Exercise brief: Repeat the lines below exactly as written, please, from the line with "pub struct DuplexChannelTransport" to the line with "Objects adopted for", both lines included, and no others.

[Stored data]

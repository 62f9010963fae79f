//! In-memory transport for unit tests.

use std::sync::Arc;

use parking_lot::Mutex as SyncMutex;
use tokio::sync::mpsc;
use tokio::sync::Mutex;

use crate::transport;
use crate::transport::Transport;

/// Messages sent on one end appear on the other end's `recv`.
pub struct DuplexChannelTransport {
    tx: SyncMutex<Option<mpsc::UnboundedSender<Vec<u8>>>>,
    rx: Arc<Mutex<mpsc::UnboundedReceiver<Vec<u8>>>>,
}

impl DuplexChannelTransport {
    /// Creates a pair of transports connected to each other.
    pub fn pair() -> (Self, Self) {
        let (tx_a, rx_a) = mpsc::unbounded_channel();
        let (tx_b, rx_b) = mpsc::unbounded_channel();

        let a = Self {
            tx: SyncMutex::new(Some(tx_a)),
            rx: Arc::new(Mutex::new(rx_b)),
        };
        let b = Self {
            tx: SyncMutex::new(Some(tx_b)),
            rx: Arc::new(Mutex::new(rx_a)),
        };
        (a, b)
    }
}

#[async_trait::async_trait]
impl Transport for DuplexChannelTransport {
    async fn send(&self, payload: &[u8]) -> transport::Result<()> {
        let guard = self.tx.lock();
        let tx = guard
            .as_ref()
            .ok_or_else(|| transport::Error::ConnectionLost("closed locally".into()))?;
        tx.send(payload.to_vec())
            .map_err(|_| transport::Error::ConnectionLost("channel closed".into()))
    }

    async fn recv(&self) -> transport::Result<Option<Vec<u8>>> {
        let mut rx = self.rx.lock().await;
        Ok(rx.recv().await)
    }

    async fn close(&self) {
        self.tx.lock().take();
    }
}
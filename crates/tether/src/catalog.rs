//! Capability declarations for record types.
//!
//! A capability belongs to a type, never to an instance. Declaring a type
//! both `Copiable` and `NonCopiable` is a configuration error; re-declaring a
//! `NonCopiable` type as `NonMigratable` narrows it, since `NonMigratable`
//! implies `NonCopiable`.

use std::collections::HashMap;
use std::fmt;

use parking_lot::RwLock;
use tetherrpc::Capability;

#[derive(Debug, Clone, PartialEq, Eq)]
pub enum CatalogError {
    Conflict { type_name: String, existing: Capability, requested: Capability },
    /// Objects adopted for export must not be `Copiable`.
    CopiableObject(String),
}

impl fmt::Display for CatalogError {
    fn fmt(&self, f: &mut fmt::Formatter<'_>) -> fmt::Result {
        match self {
            Self::Conflict { type_name, existing, requested } => write!(
                f,
                "type '{}' is declared {:?} and cannot also be {:?}",
                type_name, existing, requested
            ),
            Self::CopiableObject(interface) => {
                write!(f, "object '{}' claims Copiable but lives behind a reference", interface)
            }
        }
    }
}

impl std::error::Error for CatalogError {}

#[derive(Default)]
pub struct TypeCatalog {
    tags: RwLock<HashMap<String, Capability>>,
}

impl TypeCatalog {
    pub fn new() -> Self {
        Self::default()
    }

    pub fn declare(&self, type_name: &str, capability: Capability) -> Result<(), CatalogError> {
        let mut tags = self.tags.write();
        let merged = match tags.get(type_name).copied() {
            None => capability,
            Some(existing) if existing == capability => return Ok(()),
            Some(existing) if existing.is_referenced() && capability.is_referenced() => {
                Capability::NonMigratable
            }
            Some(existing) => {
                return Err(CatalogError::Conflict {
                    type_name: type_name.to_string(),
                    existing,
                    requested: capability,
                });
            }
        };
        tags.insert(type_name.to_string(), merged);
        Ok(())
    }

    pub fn capability_of(&self, type_name: &str) -> Option<Capability> {
        self.tags.read().get(type_name).copied()
    }
}
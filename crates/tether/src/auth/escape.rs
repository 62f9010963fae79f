//! Distinguished-name escaping for human-readable endpoint names.
//!
//! Follows RFC 4514: the special characters `, + " \ < > ; =` are prefixed
//! with a backslash, as are a leading `#` or space and a trailing space.
//! Control characters and DEL are written as `\XX` hex pairs so the escaped
//! form is always printable.
//!
//! `unescape_name(escape_name(n)) == n` for every `n`, and escaping is
//! idempotent through a round trip.

use super::Error;
use super::Result;

const SPECIAL: &[char] = &[',', '+', '"', '\\', '<', '>', ';', '='];

pub fn escape_name(name: &str) -> String {
    let count = name.chars().count();
    let mut out = String::with_capacity(name.len() + 8);
    for (i, c) in name.chars().enumerate() {
        let edge_space = c == ' ' && (i == 0 || i + 1 == count);
        if SPECIAL.contains(&c) || edge_space || (c == '#' && i == 0) {
            out.push('\\');
            out.push(c);
        } else if c.is_ascii_control() {
            out.push_str(&format!("\\{:02X}", c as u32));
        } else {
            out.push(c);
        }
    }
    out
}

pub fn unescape_name(escaped: &str) -> Result<String> {
    let mut out = String::with_capacity(escaped.len());
    let mut chars = escaped.chars();
    while let Some(c) = chars.next() {
        if c != '\\' {
            out.push(c);
            continue;
        }
        let next = chars
            .next()
            .ok_or_else(|| Error::BadName(format!("dangling escape in '{}'", escaped)))?;
        if SPECIAL.contains(&next) || next == ' ' || next == '#' {
            out.push(next);
            continue;
        }
        let low = chars
            .next()
            .ok_or_else(|| Error::BadName(format!("short hex escape in '{}'", escaped)))?;
        let hex: String = [next, low].iter().collect();
        let byte = u8::from_str_radix(&hex, 16)
            .map_err(|_| Error::BadName(format!("bad escape '\\{}' in '{}'", hex, escaped)))?;
        if !byte.is_ascii() {
            return Err(Error::BadName(format!("non-ascii hex escape '\\{}'", hex)));
        }
        out.push(char::from(byte));
    }
    Ok(out)
}
//! # Wire Values
//!
//! The marshalled form of everything that crosses a process boundary.
//!
//! ## Invariants
//!
//! - A `Record` slot number is assigned the first time a record identity is
//!   met during one marshal operation; every later occurrence of that identity
//!   is a `Backref` to the slot. Cycles therefore terminate.
//! - A `Reference` never carries object state, only where the object lives.

use std::fmt;

use crate::endpoint::EndpointAddress;

/// Capability tag attached to a type.
///
/// Exactly one of `Copiable` / `NonCopiable` applies to a type;
/// `NonMigratable` implies `NonCopiable`.
#[derive(Debug, Clone, Copy, Hash, PartialEq, Eq)]
pub enum Capability {
    Copiable,
    NonCopiable,
    NonMigratable,
}

impl Capability {
    /// True if values of this capability cross boundaries as long references.
    pub fn is_referenced(self) -> bool {
        !matches!(self, Self::Copiable)
    }

    /// True if the owning endpoint may never change.
    pub fn forbids_migration(self) -> bool {
        matches!(self, Self::NonMigratable)
    }

    pub(crate) fn wire_name(self) -> &'static str {
        match self {
            Self::Copiable => "copy",
            Self::NonCopiable => "ref",
            Self::NonMigratable => "pinned",
        }
    }

    pub(crate) fn from_wire_name(name: &str) -> Option<Self> {
        match name {
            "copy" => Some(Self::Copiable),
            "ref" => Some(Self::NonCopiable),
            "pinned" => Some(Self::NonMigratable),
            _ => None,
        }
    }
}

/// Process-unique identity of an exported object, assigned by its owner.
#[derive(Debug, Clone, Copy, Hash, PartialEq, Eq, PartialOrd, Ord)]
pub struct ObjectId(pub u64);

impl fmt::Display for ObjectId {
    fn fmt(&self, f: &mut fmt::Formatter<'_>) -> fmt::Result {
        write!(f, "obj-{}", self.0)
    }
}

/// Identity of an object across the whole system.
#[derive(Debug, Clone, Hash, PartialEq, Eq, PartialOrd, Ord)]
pub struct GlobalId {
    pub owner: EndpointAddress,
    pub id: ObjectId,
}

impl fmt::Display for GlobalId {
    fn fmt(&self, f: &mut fmt::Formatter<'_>) -> fmt::Result {
        write!(f, "{}/{}", self.owner, self.id)
    }
}

/// Placeholder for an object that stays resident on its owner.
#[derive(Debug, Clone, PartialEq, Eq)]
pub struct LongReference {
    pub owner: EndpointAddress,
    pub id: ObjectId,
    /// Declared interface of the referenced object.
    pub interface: String,
    pub capability: Capability,
}

impl LongReference {
    pub fn global_id(&self) -> GlobalId {
        GlobalId { owner: self.owner.clone(), id: self.id }
    }
}

/// A marshalled value.
#[derive(Debug, Clone, PartialEq)]
pub enum WireValue {
    Unit,
    Bool(bool),
    Int(i64),
    Float(f64),
    Text(String),
    Bytes(Vec<u8>),
    List(Vec<WireValue>),
    /// First occurrence of a copied record identity.
    Record {
        slot: u32,
        type_name: String,
        fields: Vec<(String, WireValue)>,
    },
    /// Later occurrence of a record already sent in this operation.
    Backref(u32),
    Reference(LongReference),
}

impl WireValue {
    pub fn text(s: impl Into<String>) -> Self {
        Self::Text(s.into())
    }

    /// Collects every long reference contained in this value.
    pub fn references(&self) -> Vec<&LongReference> {
        let mut out = Vec::new();
        self.collect_references(&mut out);
        out
    }

    fn collect_references<'a>(&'a self, out: &mut Vec<&'a LongReference>) {
        match self {
            Self::Reference(r) => out.push(r),
            Self::List(items) => items.iter().for_each(|v| v.collect_references(out)),
            Self::Record { fields, .. } => {
                fields.iter().for_each(|(_, v)| v.collect_references(out))
            }
            _ => {}
        }
    }
}
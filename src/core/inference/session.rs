//! Helpers for working directly with ONNX Runtime sessions.

use crate::core::errors::LoadError;
use ort::session::{Session, builder::SessionBuilder};
use std::path::Path;

const SESSION_CREATION_FAILURE: &str = "failed to create ONNX session";

/// Builds a session using a caller-provided builder configuration.
pub(crate) fn load_session_with<F>(model_path: &Path, configure_builder: F) -> Result<Session, LoadError>
where
    F: FnOnce(SessionBuilder) -> Result<SessionBuilder, ort::Error>,
{
    let builder = Session::builder()?;
    let builder = configure_builder(builder)?;
    builder
        .commit_from_file(model_path)
        .map_err(|e| LoadError::session(model_path, SESSION_CREATION_FAILURE, e))
}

Expected answer:
pub struct DuplexChannelTransport {
    tx: SyncMutex<Option<mpsc::UnboundedSender<Vec<u8>>>>,
    rx: Arc<Mutex<mpsc::UnboundedReceiver<Vec<u8>>>>,
}

impl DuplexChannelTransport {
    /// Creates a pair of transports connected to each other.
    pub fn pair() -> (Self, Self) {
        let (tx_a, rx_a) = mpsc::unbounded_channel();
        let (tx_b, rx_b) = mpsc::unbounded_channel();

        let a = Self {
            tx: SyncMutex::new(Some(tx_a)),
            rx: Arc::new(Mutex::new(rx_b)),
        };
        let b = Self {
            tx: SyncMutex::new(Some(tx_b)),
            rx: Arc::new(Mutex::new(rx_a)),
        };
        (a, b)
    }
}

#[async_trait::async_trait]
impl Transport for DuplexChannelTransport {
    async fn send(&self, payload: &[u8]) -> transport::Result<()> {
        let guard = self.tx.lock();
        let tx = guard
            .as_ref()
            .ok_or_else(|| transport::Error::ConnectionLost("closed locally".into()))?;
        tx.send(payload.to_vec())
            .map_err(|_| transport::Error::ConnectionLost("channel closed".into()))
    }

    async fn recv(&self) -> transport::Result<Option<Vec<u8>>> {
        let mut rx = self.rx.lock().await;
        Ok(rx.recv().await)
    }

    async fn close(&self) {
        self.tx.lock().take();
    }
}
filename crates/tether/src/catalog.rs
//! Capability declarations for record types.
//!
//! A capability belongs to a type, never to an instance. Declaring a type
//! both `Copiable` and `NonCopiable` is a configuration error; re-declaring a
//! `NonCopiable` type as `NonMigratable` narrows it, since `NonMigratable`
//! implies `NonCopiable`.

use std::collections::HashMap;
use std::fmt;

use parking_lot::RwLock;
use tetherrpc::Capability;

#[derive(Debug, Clone, PartialEq, Eq)]
pub enum CatalogError {
    Conflict { type_name: String, existing: Capability, requested: Capability },
    /// Objects adopted for export must not be `Copiable`.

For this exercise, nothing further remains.